U.S. Immigrant worker figures in a nutshell

Drawn from the archives on www.workingimmigrants.com….
First, the 30,000 foot overview. The U.S. is premier among major countries in scale of immigrant activity. Some 37.5 million residents, or 12%, were born outside the country. World wide there are 3% of the world population living in a country other than their birth country. Almost one in five residents speak a language other than English at home. The number of cities in world with at least one million foreign born residents is 20. Eight of these are in the United States: Chicago, Dallas, Houston, Los Angeles, Miami, New York, San Francisco, and Washington DC. In contrast number of these cities in India and China is zero.
Second, the demand for immigrant labor in the United States. Let’s look at manual jobs.
MIT professor David Autor projects that mental and manual jobs involving a level of irregularity in decision making and face to face servicing are growing. This concept explains why some manual jobs are expected to grow in the future along with the growth of high end mental jobs. Low skilled immigrant labor fills many of these manual jobs. About a quarter of residential construction workers and landscaping workers are undocumented workers alone; on top of that one needs to add documented immigrant workers.

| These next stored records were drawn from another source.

// SPDX-License-Identifier: MIT
// Copyright 2026 Roland Dreier <roland@rolandd.dev>

//! Filtered reads over a single owner's sessions.

use crate::db::SessionStore;
use crate::error::{AppError, Result};
use crate::models::ActivitySession;
use crate::time_utils::{format_utc_rfc3339, parse_timestamp};
use chrono::{DateTime, Utc};
use serde::Deserialize;
use sha2::{Digest, Sha256};
use std::sync::Arc;

/// Filter parameters as supplied by the caller. Blank values mean "no
/// constraint".
#[derive(Debug, Clone, Default, Deserialize)]
#[serde(rename_all = "camelCase")]
pub struct SessionFilter {
    pub hand: Option<String>,
    pub exercise_name: Option<String>,
    pub start: Option<String>,
    pub end: Option<String>,
}

/// Validated, case-normalized filter.
#[derive(Debug, Clone, Default, PartialEq)]
pub struct ParsedFilter {
    /// Lowercased
    pub hand: Option<String>,
    /// Lowercased
    pub exercise_name: Option<String>,
    /// Inclusive; only set when both bounds were given
    pub range: Option<(DateTime<Utc>, DateTime<Utc>)>,
}

fn non_blank(value: &Option<String>) -> Option<&str> {
    value.as_deref().map(str::trim).filter(|v| !v.is_empty())
}

fn parse_bound(name: &str, raw: Option<&str>) -> Result<Option<DateTime<Utc>>> {
    raw.map(|value| {
        parse_timestamp(value).ok_or_else(|| {
            AppError::Validation(format!("Invalid '{}' parameter: {}", name, value))
        })
    })
    .transpose()
}

impl SessionFilter {
    pub fn parse(&self) -> Result<ParsedFilter> {
        let start = parse_bound("start", non_blank(&self.start))?;
        let end = parse_bound("end", non_blank(&self.end))?;

        Ok(ParsedFilter {
            hand: non_blank(&self.hand).map(str::to_lowercase),
            exercise_name: non_blank(&self.exercise_name).map(str::to_lowercase),
            range: start.zip(end),
        })
    }
}

impl ParsedFilter {
    pub fn matches(&self, session: &ActivitySession) -> bool {
        if let Some(hand) = &self.hand {
            if session.hand.as_str().to_lowercase() != *hand {
                return false;
            }
        }
        if let Some(exercise) = &self.exercise_name {
            if session.exercise_name.to_lowercase() != *exercise {
                return false;
            }
        }
        if let Some((start, end)) = &self.range {
            if session.timestamp < *start || session.timestamp > *end {
                return false;
            }
        }
        true
    }

    /// Parameters in a fixed order, so equal filters always render the same.
    fn canonical(&self) -> String {
        let mut parts: Vec<String> = Vec::new();
        if let Some((_, end)) = &self.range {
            parts.push(format!("end={}", format_utc_rfc3339(*end)));
        }
        if let Some(exercise) = &self.exercise_name {
            parts.push(format!("exerciseName={}", urlencoding::encode(exercise)));
        }
        if let Some(hand) = &self.hand {
            parts.push(format!("hand={}", urlencoding::encode(hand)));
        }
        if let Some((start, _)) = &self.range {
            parts.push(format!("start={}", format_utc_rfc3339(*start)));
        }
        parts.sort();
        parts.join("&")
    }

    /// Short, stable digest of the canonical parameters.
    pub fn fingerprint(&self) -> String {
        let digest = Sha256::digest(self.canonical().as_bytes());
        hex::encode(&digest[..8])
    }
}

/// Reads one owner's partition and applies the filters in memory.
#[derive(Clone)]
pub struct QueryEngine {
    store: Arc<dyn SessionStore>,
}

impl QueryEngine {
    pub fn new(store: Arc<dyn SessionStore>) -> Self {
        Self { store }
    }

    /// Entries owned by `owner` that pass every filter, in store order.
    pub async fn get_filtered_entries(
        &self,
        owner: &str,
        filter: &SessionFilter,
    ) -> Result<Vec<ActivitySession>> {
        let parsed = filter.parse()?;
        self.fetch(owner, &parsed).await
    }

    pub async fn fetch(&self, owner: &str, filter: &ParsedFilter) -> Result<Vec<ActivitySession>> {
        let owner = owner.trim().to_lowercase();
        let sessions = self.store.sessions_for_owner(&owner).await?;
        let total = sessions.len();

        let entries: Vec<ActivitySession> = sessions
            .into_iter()
            .filter(|s| s.username == owner && filter.matches(s))
            .collect();

        tracing::debug!(
            owner = %owner,
            total,
            matched = entries.len(),
            "Filtered session query"
        );
        Ok(entries)
    }
}
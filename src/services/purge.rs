// SPDX-License-Identifier: MIT
// Copyright 2026 Roland Dreier <roland@rolandd.dev>

//! Account purge: removes a departing user from the viewer graph, the user
//! directory, the session store and the cache.
//!
//! Order matters. The tombstone goes first so no new grant can reference
//! the user, and the user's own relation record is deleted only after every
//! record pointing at it has been repaired, since its two lists are what
//! tell us which records those are.

use crate::db::{RelationshipStore, SessionStore};
use crate::error::{AppError, Result};
use crate::models::{SessionKey, Tombstone};
use crate::services::viewer_graph::normalize_id;
use crate::services::{CacheCoordinator, RetryPolicy};
use crate::time_utils::format_utc_rfc3339;
use futures_util::{stream, StreamExt};
use serde::Serialize;
use std::sync::Arc;
#[cfg(feature = "binding-generation")]
use ts_rs::TS;

/// Maximum concurrent neighbour repairs.
const MAX_CONCURRENT_REPAIRS: usize = 8;

/// What a purge removed.
#[derive(Debug, Clone, Default, PartialEq, Eq, Serialize)]
#[serde(rename_all = "camelCase")]
#[cfg_attr(feature = "binding-generation", derive(TS))]
#[cfg_attr(
    feature = "binding-generation",
    ts(export, export_to = "web/src/lib/generated/")
)]
pub struct PurgeReport {
    /// Other users' relation records the identifier was removed from
    pub relations_repaired: usize,
    pub sessions_deleted: usize,
    pub cache_keys_dropped: Vec<String>,
    /// Whether the whole relation collection was swept as well
    pub full_scan: bool,
}

pub struct AccountPurgeService {
    relations: Arc<dyn RelationshipStore>,
    sessions: Arc<dyn SessionStore>,
    cache: Arc<CacheCoordinator>,
    retry: RetryPolicy,
    scan_page_size: u32,
    full_scan: bool,
}

impl AccountPurgeService {
    pub fn new(
        relations: Arc<dyn RelationshipStore>,
        sessions: Arc<dyn SessionStore>,
        cache: Arc<CacheCoordinator>,
        retry: RetryPolicy,
        scan_page_size: u32,
        full_scan: bool,
    ) -> Self {
        Self {
            relations,
            sessions,
            cache,
            retry,
            scan_page_size: scan_page_size.max(1),
            full_scan,
        }
    }

    /// Remove every trace of `identifier`. Safe to re-run after a failure.
    pub async fn purge_user(&self, identifier: &str) -> Result<PurgeReport> {
        let user = normalize_id(identifier);
        if user.is_empty() {
            return Err(AppError::Validation("identifier must not be empty".to_string()));
        }
        tracing::info!(user = %user, full_scan = self.full_scan, "Starting account purge");

        self.relations
            .put_tombstone(&Tombstone {
                user_id: user.clone(),
                purged_at: format_utc_rfc3339(chrono::Utc::now()),
            })
            .await?;

        let mut relations_repaired = self.repair_neighbours(&user).await?;
        if self.full_scan {
            relations_repaired += self.sweep_references(&user).await?;
        }

        self.relations.delete_relation(&user).await?;
        self.relations.delete_profile(&user).await?;
        self.sessions.delete_settings(&user).await?;

        let sessions_deleted = self.delete_sessions(&user).await?;
        let cache_keys_dropped = self.cache.invalidate_owner(&user).await?;

        let report = PurgeReport {
            relations_repaired,
            sessions_deleted,
            cache_keys_dropped,
            full_scan: self.full_scan,
        };
        tracing::info!(
            user = %user,
            relations_repaired = report.relations_repaired,
            sessions_deleted = report.sessions_deleted,
            cache_keys = report.cache_keys_dropped.len(),
            "Account purge complete"
        );
        Ok(report)
    }

    /// Remove `user` from every record its own lists point at.
    async fn repair_neighbours(&self, user: &str) -> Result<usize> {
        let Some(own) = self.relations.get_relation(user).await? else {
            return Ok(0);
        };
        let relations = &self.relations;

        let repaired = stream::iter(own.neighbours())
            .filter(|id| std::future::ready(id != user))
            .map(|id| async move {
                let Some(mut other) = relations.get_relation(&id).await? else {
                    return Ok::<_, AppError>(false);
                };
                if !other.remove_references(user) {
                    return Ok(false);
                }
                relations.put_relation(&other).await?;
                Ok(true)
            })
            .buffer_unordered(MAX_CONCURRENT_REPAIRS)
            .collect::<Vec<Result<bool>>>()
            .await
            .into_iter()
            .collect::<Result<Vec<bool>>>()?;

        Ok(repaired.into_iter().filter(|changed| *changed).count())
    }

    /// Page through the whole collection for references the user's own
    /// lists did not know about.
    async fn sweep_references(&self, user: &str) -> Result<usize> {
        let mut repaired = 0;
        let mut token: Option<String> = None;
        loop {
            let page = self
                .relations
                .scan_relations(token.as_deref(), self.scan_page_size)
                .await?;

            for mut record in page.items {
                if record.user_id == user || !record.remove_references(user) {
                    continue;
                }
                self.relations.put_relation(&record).await?;
                repaired += 1;
                tracing::debug!(user = %user, record = %record.user_id, "Removed stray reference");
            }

            match page.next_page_token {
                Some(next) => token = Some(next),
                None => return Ok(repaired),
            }
        }
    }

    /// Delete the owner's sessions in store-sized chunks.
    async fn delete_sessions(&self, owner: &str) -> Result<usize> {
        let keys: Vec<SessionKey> = self
            .sessions
            .sessions_for_owner(owner)
            .await?
            .iter()
            .map(|s| s.key())
            .collect();

        let chunk_size = self.sessions.max_batch_items().max(1);
        for chunk in keys.chunks(chunk_size) {
            self.delete_chunk(owner, chunk).await?;
        }
        Ok(keys.len())
    }

    /// One chunk, retrying whatever the store reports as unprocessed.
    async fn delete_chunk(&self, owner: &str, chunk: &[SessionKey]) -> Result<()> {
        let mut pending = chunk.to_vec();
        for attempt in 1..=self.retry.max_attempts {
            self.retry.wait(attempt).await;

            pending = match self.sessions.batch_delete(&pending).await {
                Ok(unprocessed) => unprocessed,
                Err(e) => {
                    tracing::warn!(owner = %owner, attempt, error = %e, "Batch delete failed");
                    pending
                }
            };
            if pending.is_empty() {
                return Ok(());
            }
            tracing::debug!(
                owner = %owner,
                attempt,
                remaining = pending.len(),
                "Batch delete left unprocessed items"
            );
        }

        Err(AppError::External(format!(
            "Gave up deleting {} sessions for {} after {} attempts",
            pending.len(),
            owner,
            self.retry.max_attempts
        )))
    }
}
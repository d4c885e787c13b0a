// SPDX-License-Identifier: MIT
// Copyright 2026 Roland Dreier <roland@rolandd.dev>

//! JWT authentication middleware.

use crate::error::AppError;
use crate::AppState;
use axum::{
    extract::{Request, State},
    http::header,
    middleware::Next,
    response::Response,
};
use axum_extra::extract::cookie::CookieJar;
use jsonwebtoken::{decode, Algorithm, DecodingKey, Validation};
use serde::{Deserialize, Serialize};
use std::sync::Arc;

/// Name of the cookie the web client stores its token in.
pub const AUTH_COOKIE: &str = "therapy_token";

/// JWT claims structure.
#[derive(Debug, Serialize, Deserialize, Clone)]
pub struct Claims {
    /// Subject (user email)
    pub sub: String,
    /// Expiration time (Unix timestamp)
    pub exp: usize,
    /// Issued at (Unix timestamp)
    pub iat: usize,
}

/// Authenticated user extracted from JWT.
#[derive(Debug, Clone)]
pub struct AuthUser {
    /// Lowercased email
    pub username: String,
}

/// Middleware that requires valid JWT authentication.
pub async fn require_auth(
    State(state): State<Arc<AppState>>,
    jar: CookieJar,
    mut request: Request,
    next: Next,
) -> Result<Response, AppError> {
    // Try cookie first, then header
    let token = if let Some(cookie) = jar.get(AUTH_COOKIE) {
        cookie.value().to_string()
    } else {
        let auth_header = request
            .headers()
            .get(header::AUTHORIZATION)
            .and_then(|h| h.to_str().ok());

        match auth_header.and_then(|h| h.strip_prefix("Bearer ")) {
            Some(t) => t.trim().to_string(),
            None => return Err(AppError::Unauthorized),
        }
    };

    let key = DecodingKey::from_secret(&state.config.jwt_signing_key);
    let validation = Validation::new(Algorithm::HS256);

    let token_data = decode::<Claims>(&token, &key, &validation).map_err(|e| {
        tracing::debug!(error = %e, "Rejected bearer token");
        AppError::InvalidToken
    })?;

    let username = token_data.claims.sub.trim().to_lowercase();
    if username.is_empty() {
        return Err(AppError::InvalidToken);
    }

    request.extensions_mut().insert(AuthUser { username });

    Ok(next.run(request).await)
}

/// Create a JWT for a user session.
///
/// Tokens are normally issued by the identity provider; this is used by
/// tooling and tests.
pub fn create_jwt(username: &str, signing_key: &[u8]) -> anyhow::Result<String> {
    use jsonwebtoken::{encode, EncodingKey, Header};
    use std::time::{SystemTime, UNIX_EPOCH};

    let now = SystemTime::now().duration_since(UNIX_EPOCH)?.as_secs() as usize;

    let claims = Claims {
        sub: username.to_string(),
        iat: now,
        exp: now + 30 * 24 * 60 * 60, // 30 days
    };

    Ok(encode(
        &Header::new(Algorithm::HS256),
        &claims,
        &EncodingKey::from_secret(signing_key),
    )?)
}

Let’s look at skilled jobs. Fully one half of computer systems engineering jobs in America are filled by foreign born workers. Indians alone own 50% of all economy hotels in the U.S. Ten percent of doctors are foreign born, of these close to half are from India. There are 40,000 Indian physicians in the U.S, or about 4% of all doctors. The nursing profession is 11% foreign born.
Some other economies export a huge share of their workforce overseas and to the U.S. and this reflects major development in the American economy resulting in massive demand for low skilled labor. Sixteen percent of the Mexican workforce is working in the U.S. In the 1980s, Hispanic work immigration (documented and undocumented) was concentrated in the agricultural sector. In the 1990s, the concentration was in meat processing, as American firms located often large plants in rural areas (Kansas, hogs, North Carolina, chickens, etc). During this decade labor demand turned urban including residential construction.
We turn to how foreign workers get into the U.S. The number of persons (adults, children, retirees) formally admitted into the U.S. each year for permanent residence (which can lead to citizenship) is roughly about 1 million. Perhaps 400,000 of these new resident are working age adults.
There are in addition temporary work permits. The number of new H-1B temporary professional workers formally admitted each year (i.e. Bill Gate’s programmers) is about 95,000 officially but due to Byzantine rules probably is more. The number of new H-2A temporary agricultural workers (special agricultural workers) admitted each year is about 200,000. And about 50,000 workers are admitted each year only a plethora of other work permit programs, ranging from university professors to star athletes. All told, these documented new workers each year are perhaps 750,000.
Undocumented worker growth is about 350,000 a year, mostly from Latin America but also from eastern Europe and elsewhere. Compare this with the roughly 750,000 undocumented workers which arrive. Now, many of these people may and do return permanently or temporarily to their homeland – some are on temporary visas — but probably the lion’s share stay here. Of the 35 million foreign born, roughly 15 million may be in the workforce. The Pew Hispanic Center estimated in 2005 that the number of undocumented workers is 7.2 million. Thus, close to half of foreign born workers are undocumented.
Undocumented workers fills about half the jobs in America that meet these criteria: 1. Less than a high school education is required, and 2. the jobs are not in industries which enforce worker documentation requirements aggressively (such as healthcare, banking, and local government).
Per the Pew Hispanic Center, 55-60% of these undocumented workers are in formal employment and are paying social security taxes. About 3 million of the 7.2 million illegal workers are in occupations in which undocumented workers account for at least 15% of total employment in that occupation. These include construction labor (25%), cooks (20%). Maids and housecleaners (22%), and grounds maintenance (25%). among roofers, 29% of the total workforce is estimated to be undocumented workers.
What is the economic impact of illegal population in U.S.? A Texas study says that illegal household payments of consumer and property taxes (via rent or home ownership) exceeds by about 30% the taxpayer burden for education, healthcare, and incarceration.
Do illegal workers displace American workers? Some say yes, others say no. It appears that undocumented worker compensation is about 30% below what it would be with 100% worker protections afforded to Americans.